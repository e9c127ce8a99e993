//! Configuration file parsing utilities.
//!
//! This module provides helpers for parsing configuration files with common
//! patterns like comment skipping and key-value parsing.

/// What: Check if a line should be skipped (empty or comment).
///
/// Inputs:
/// - `line`: Line to check
///
/// Output:
/// - `true` if the line should be skipped, `false` otherwise
///
/// Details:
/// - Skips empty lines and lines starting with `#`, `//`, or `;`
pub fn skip_comment_or_empty(line: &str) -> bool {
    let trimmed = line.trim();
    trimmed.is_empty()
        || trimmed.starts_with('#')
        || trimmed.starts_with("//")
        || trimmed.starts_with(';')
}

/// What: Parse a key-value pair from a line.
///
/// Inputs:
/// - `line`: Line containing key=value format
///
/// Output:
/// - `Some((key, value))` if parsing succeeds, `None` otherwise
///
/// Details:
/// - Splits on the first `=` character
/// - Keys are lower-cased with `.`, `-`, and spaces folded to `_`
/// - Trailing ` #` and `//` comments are removed from the value
pub fn parse_key_value(line: &str) -> Option<(String, String)> {
    let trimmed = line.trim();
    let (raw_key, raw_value) = trimmed.split_once('=')?;
    let key = raw_key.trim().to_lowercase().replace(['.', '-', ' '], "_");
    if key.is_empty() {
        return None;
    }
    Some((key, strip_inline_comment(raw_value).to_string()))
}

/// Remove a trailing ` #...` or `//...` comment and surrounding whitespace.
fn strip_inline_comment(mut s: &str) -> &str {
    if let Some(i) = s.find("//") {
        s = &s[..i];
    }
    if let Some(i) = s.find(" #") {
        s = &s[..i];
    }
    s.trim()
}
────
# AIM OF THE TASK:
Among the lines above, find those with the string "otherwise" and copy them.

# ANSWER BOX:
/// - `true` if the line should be skipped, `false` otherwise
/// - `Some((key, value))` if parsing succeeds, `None` otherwise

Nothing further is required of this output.